Mencoba mematuhi RKUHP yang baru, katanya kritik mesti disertai solusi, saya mengajak semua orang untuk keluar dari kebiasaan jelek membuang-buang makanan hanya karena mampu membayar atau merasa diundang sebagai tamu terhormat. Saya juga tidak anti pada orang yang makan banyak. Ambil sebanyak Anda mau, asal bisa habiskan. Bila tidak yakin besaran porsi, tanyakan dulu sebelum pesan. Sebisanya pesan sesuai kapasitas lambung. Tetap berlebih?
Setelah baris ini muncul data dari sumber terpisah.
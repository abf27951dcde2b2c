//! Sorting and selection over random access sequences, and the binary heap operations they are
//! built from.

mod heap;
mod sort;

pub use heap::{
    is_heap_by, make_heap, make_heap_by, pop_heap, pop_heap_by, push_heap, push_heap_by, sort_heap,
    sort_heap_by,
};
pub use sort::*;
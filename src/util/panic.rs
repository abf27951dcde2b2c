/// Asserts that the provided block panics. When given a message fragment, the panic payload must
/// also contain it, which lets tests tell apart the typed errors thrown by the crate.
#[allow(unused_macros)]
macro_rules! assert_panics {
    ($run:block) => {
        assert!(std::panic::catch_unwind(move || $run).is_err(), "assertion failed to panic");
        println!("^ panic caught");
    };
    ($run:block, $fragment:literal) => {
        let payload = std::panic::catch_unwind(move || $run)
            .expect_err("assertion failed to panic");
        let message = payload.downcast_ref::<String>()
            .map(String::as_str)
            .or_else(|| payload.downcast_ref::<&str>().copied())
            .unwrap_or_default();
        assert!(
            message.contains($fragment),
            "panic message {:?} doesn't contain {:?}", message, $fragment
        );
        println!("^ panic caught");
    };
}

#[allow(unused_imports)]
pub(crate) use assert_panics;
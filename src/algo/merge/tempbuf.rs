use std::fmt::{self, Debug, Formatter};
use std::mem::MaybeUninit;
use std::ops::Deref;
use std::slice;

use crate::collections::contiguous::Array;
use crate::iter::{Output, Sequence, Traverse};
use crate::traits::{self, TypeTraits};
use crate::util::error::{CapacityOverflow, TryAllocError};
use crate::util::result::ResultExtension;

/// Scratch space for algorithms that run faster with extra memory, such as
/// [`inplace_merge`](super::inplace_merge).
///
/// A TemporaryBuffer owns uninitialized storage for up to [`cap`](TemporaryBuffer::cap) values. It
/// is filled from the front through its [`Output`] implementation, read back as a slice and
/// emptied with [`clear`](TemporaryBuffer::clear). Any values it still holds are dropped along
/// with it.
///
/// Acquisition never fails: when memory is short, a smaller buffer is returned, possibly one with
/// no capacity at all. Algorithms taking a buffer must work with any capacity.
///
/// # Examples
/// ```
/// # use generic_algo::algo::TemporaryBuffer;
/// # use generic_algo::iter::Output;
/// let mut buffer = TemporaryBuffer::acquire(4);
/// assert_eq!(buffer.cap(), 4);
///
/// buffer.put_slice(&[1, 2]);
/// buffer.put(3);
/// assert_eq!(&*buffer, &[1, 2, 3]);
///
/// buffer.clear();
/// assert!(buffer.is_empty());
/// ```
pub struct TemporaryBuffer<T> {
    arr: Array<MaybeUninit<T>>,
    len: usize,
}

impl<T> TemporaryBuffer<T> {
    /// Creates a buffer with no capacity, which makes algorithms take their in-place code paths.
    pub const fn empty() -> TemporaryBuffer<T> {
        TemporaryBuffer {
            arr: Array::new(),
            len: 0,
        }
    }

    /// Attempts to allocate a buffer with capacity for exactly `count` values.
    ///
    /// # Errors
    /// Returns the [`TryAllocError`] of the failed allocation.
    pub fn try_acquire_exact(count: usize) -> Result<TemporaryBuffer<T>, TryAllocError> {
        Ok(TemporaryBuffer {
            arr: Array::try_new_uninit(count)?,
            len: 0,
        })
    }

    /// Allocates a buffer with capacity for up to `count` values. Whenever an allocation fails, the
    /// requested capacity is halved and allocation retried, down to a buffer with no capacity.
    pub fn acquire(count: usize) -> TemporaryBuffer<T> {
        let mut count = count;
        loop {
            match Self::try_acquire_exact(count) {
                Ok(buffer) => return buffer,
                Err(_) if count > 0 => count /= 2,
                Err(_) => return Self::empty(),
            }
        }
    }

    /// Allocates a buffer with capacity for up to as many values as there are in `[first, last)`.
    pub fn for_range<S>(seq: &S, first: &S::Position, last: &S::Position) -> TemporaryBuffer<T>
    where
        S: Sequence<Value = T> + ?Sized,
    {
        let len = <S::Category as Traverse<S>>::distance(seq, first, last);
        Self::acquire(len.max(0) as usize)
    }

    pub const fn cap(&self) -> usize {
        self.arr.size()
    }

    /// Returns the number of values currently held.
    pub const fn len(&self) -> usize {
        self.len
    }

    pub const fn is_empty(&self) -> bool {
        self.len == 0
    }

    /// Drops all held values, keeping the capacity.
    pub fn clear(&mut self) {
        let len = self.len;
        // Reset len first, so a panicking drop can't cause a double drop.
        self.len = 0;
        for slot in &mut self.arr[..len] {
            // SAFETY: All values below the previous len are initialized and are no longer
            // reachable through the buffer.
            unsafe { slot.assume_init_drop() };
        }
    }

    pub fn as_slice(&self) -> &[T] {
        // SAFETY: The first len slots are initialized, MaybeUninit<T> has the same layout as T and
        // the slice borrows self, so the values can't be dropped while it exists.
        unsafe {
            slice::from_raw_parts(self.arr.as_ptr().cast::<T>(), self.len)
        }
    }

    fn check_room(&self, count: usize) {
        if count > self.cap() - self.len {
            Err(CapacityOverflow).throw()
        }
    }
}

impl<T> Output<T> for TemporaryBuffer<T> {
    /// Appends `value` to the buffer.
    ///
    /// # Panics
    /// Panics with [`CapacityOverflow`] if the buffer is full.
    fn put(&mut self, value: T) {
        self.check_room(1);
        self.arr[self.len].write(value);
        self.len += 1;
    }

    /// Appends clones of all values in `src`, copying trivially copyable values in bulk.
    ///
    /// # Panics
    /// Panics with [`CapacityOverflow`] if the buffer can't hold all of `src`.
    fn put_slice(&mut self, src: &[T])
    where
        T: TypeTraits,
    {
        self.check_room(src.len());
        let start = self.len;
        traits::clone_run_into_uninit(src, &mut self.arr[start..start + src.len()]);
        self.len += src.len();
    }
}

impl<T> Deref for TemporaryBuffer<T> {
    type Target = [T];

    fn deref(&self) -> &Self::Target {
        self.as_slice()
    }
}

impl<T> Drop for TemporaryBuffer<T> {
    fn drop(&mut self) {
        self.clear();
        // Implicitly drop self.arr, which only deallocates.
    }
}

impl<T> Default for TemporaryBuffer<T> {
    fn default() -> Self {
        Self::empty()
    }
}

impl<T: Debug> Debug for TemporaryBuffer<T> {
    fn fmt(&self, f: &mut Formatter<'_>) -> fmt::Result {
        f.debug_struct("TemporaryBuffer")
            .field_with("contents", |f| f.debug_list().entries(self.as_slice()).finish())
            .field("len", &self.len)
            .field("cap", &self.cap())
            .finish()
    }
}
Hilangkan malas dan malu untuk menentengnya pulang. Bila bisa membuat acara dengan hidangan perorangan, pilih itu ketimbang prasmanan yang rentan jadi sumber makanan terbuang.
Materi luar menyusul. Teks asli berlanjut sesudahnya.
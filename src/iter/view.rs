//! Views restrict or redirect the traversal of a borrowed sequence. They are mostly useful to run
//! an algorithm through a weaker code path, or backwards.

use std::ops::{Deref, DerefMut};

use crate::iter::{
    Bidirectional, BidirectionalTag, Distance, ForwardTag, RandomAccess, RandomAccessTag, Sequence,
    SequenceMut,
};

/// Presents any sequence as forward-only.
///
/// # Examples
/// ```
/// # use generic_algo::algo::distance;
/// # use generic_algo::iter::ForwardView;
/// let values = [1, 2, 3, 4];
/// // Counted by stepping, rather than subtracting.
/// assert_eq!(distance(&ForwardView(&values[..]), 0, 4), 4);
/// ```
#[derive(Debug, Clone, Copy)]
pub struct ForwardView<B>(pub B);

/// Presents a bidirectional sequence as only bidirectional, hiding random access.
#[derive(Debug, Clone, Copy)]
pub struct BidirectionalView<B>(pub B);

/// Presents a random access sequence as only random access, hiding contiguity.
#[derive(Debug, Clone, Copy)]
pub struct RandomAccessView<B>(pub B);

/// Traverses a bidirectional sequence from back to front.
///
/// A position of the view is a position of the underlying sequence, but refers to the value just
/// before it. This way the view's `begin` is the sequence's `end` and vice versa, and converting
/// positions between the two needs no adjustment.
///
/// # Examples
/// ```
/// # use generic_algo::algo::find;
/// # use generic_algo::iter::ReverseView;
/// let values = [1, 2, 1, 3];
/// let view = ReverseView(&values[..]);
/// // The last 1 is found first, at the position just past it.
/// assert_eq!(find(&view, 4, 0, &1), 3);
/// ```
#[derive(Debug, Clone, Copy)]
pub struct ReverseView<B>(pub B);

macro_rules! delegate_sequence {
    ($view:ident, $bound:ident, $tag:ident) => {
        impl<B> Sequence for $view<B>
        where
            B: Deref<Target: $bound>,
        {
            type Value = <B::Target as Sequence>::Value;
            type Position = <B::Target as Sequence>::Position;
            type Category = $tag;

            fn begin(&self) -> Self::Position {
                self.0.begin()
            }

            fn end(&self) -> Self::Position {
                self.0.end()
            }

            fn at(&self, pos: &Self::Position) -> &Self::Value {
                self.0.at(pos)
            }

            fn next(&self, pos: &mut Self::Position) {
                self.0.next(pos)
            }
        }

        impl<B> SequenceMut for $view<B>
        where
            B: DerefMut,
            B::Target: $bound + SequenceMut,
        {
            fn at_mut(&mut self, pos: &Self::Position) -> &mut Self::Value {
                self.0.at_mut(pos)
            }

            fn swap_at(&mut self, a: &Self::Position, b: &Self::Position) {
                self.0.swap_at(a, b)
            }
        }
    };
}

delegate_sequence!(ForwardView, Sequence, ForwardTag);
delegate_sequence!(BidirectionalView, Bidirectional, BidirectionalTag);
delegate_sequence!(RandomAccessView, RandomAccess, RandomAccessTag);

impl<B> Bidirectional for BidirectionalView<B>
where
    B: Deref<Target: Bidirectional>,
{
    fn prev(&self, pos: &mut Self::Position) {
        self.0.prev(pos)
    }
}

impl<B> Bidirectional for RandomAccessView<B>
where
    B: Deref<Target: RandomAccess>,
{
    fn prev(&self, pos: &mut Self::Position) {
        self.0.prev(pos)
    }
}

impl<B> RandomAccess for RandomAccessView<B>
where
    B: Deref<Target: RandomAccess>,
{
    fn jump(&self, pos: &Self::Position, n: Distance) -> Self::Position {
        self.0.jump(pos, n)
    }

    fn diff(&self, from: &Self::Position, to: &Self::Position) -> Distance {
        self.0.diff(from, to)
    }
}

impl<B> ReverseView<B>
where
    B: Deref<Target: Bidirectional>,
{
    /// Returns the position of the underlying sequence that holds the value at `pos`.
    pub fn base_position(
        &self,
        pos: &<B::Target as Sequence>::Position,
    ) -> <B::Target as Sequence>::Position {
        let mut base = pos.clone();
        self.0.prev(&mut base);
        base
    }
}

impl<B> Sequence for ReverseView<B>
where
    B: Deref<Target: Bidirectional>,
{
    type Value = <B::Target as Sequence>::Value;
    type Position = <B::Target as Sequence>::Position;
    type Category = BidirectionalTag;

    fn begin(&self) -> Self::Position {
        self.0.end()
    }

    fn end(&self) -> Self::Position {
        self.0.begin()
    }

    fn at(&self, pos: &Self::Position) -> &Self::Value {
        self.0.at(&self.base_position(pos))
    }

    fn next(&self, pos: &mut Self::Position) {
        self.0.prev(pos)
    }
}

impl<B> SequenceMut for ReverseView<B>
where
    B: DerefMut,
    B::Target: Bidirectional + SequenceMut,
{
    fn at_mut(&mut self, pos: &Self::Position) -> &mut Self::Value {
        let base = self.base_position(pos);
        self.0.at_mut(&base)
    }

    fn swap_at(&mut self, a: &Self::Position, b: &Self::Position) {
        let (a, b) = (self.base_position(a), self.base_position(b));
        self.0.swap_at(&a, &b)
    }
}

impl<B> Bidirectional for ReverseView<B>
where
    B: Deref<Target: Bidirectional>,
{
    fn prev(&self, pos: &mut Self::Position) {
        self.0.next(pos)
    }
}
Di bawah serangan perubahan iklim global, kita perlu cerdas mengkonsumsi bahan makanan demi tidak ramai-ramai kelaparan di masa depan. Kalau pun Anda tidak pernah percaya mitos nasi menangis atau kasihan orang lain kelaparan, paling tidak pedulilah pada hitungan iklim pertanian dan bisnis bahwa membuang-buang makanan hanya mendorong harga makanan makin tinggi bagi populasi dunia.
Selama belum ikut Elon Musk beremigrasi ke Mars, Anda punya kepentingan terhadap ketersediaan dan harga makanan di bumi.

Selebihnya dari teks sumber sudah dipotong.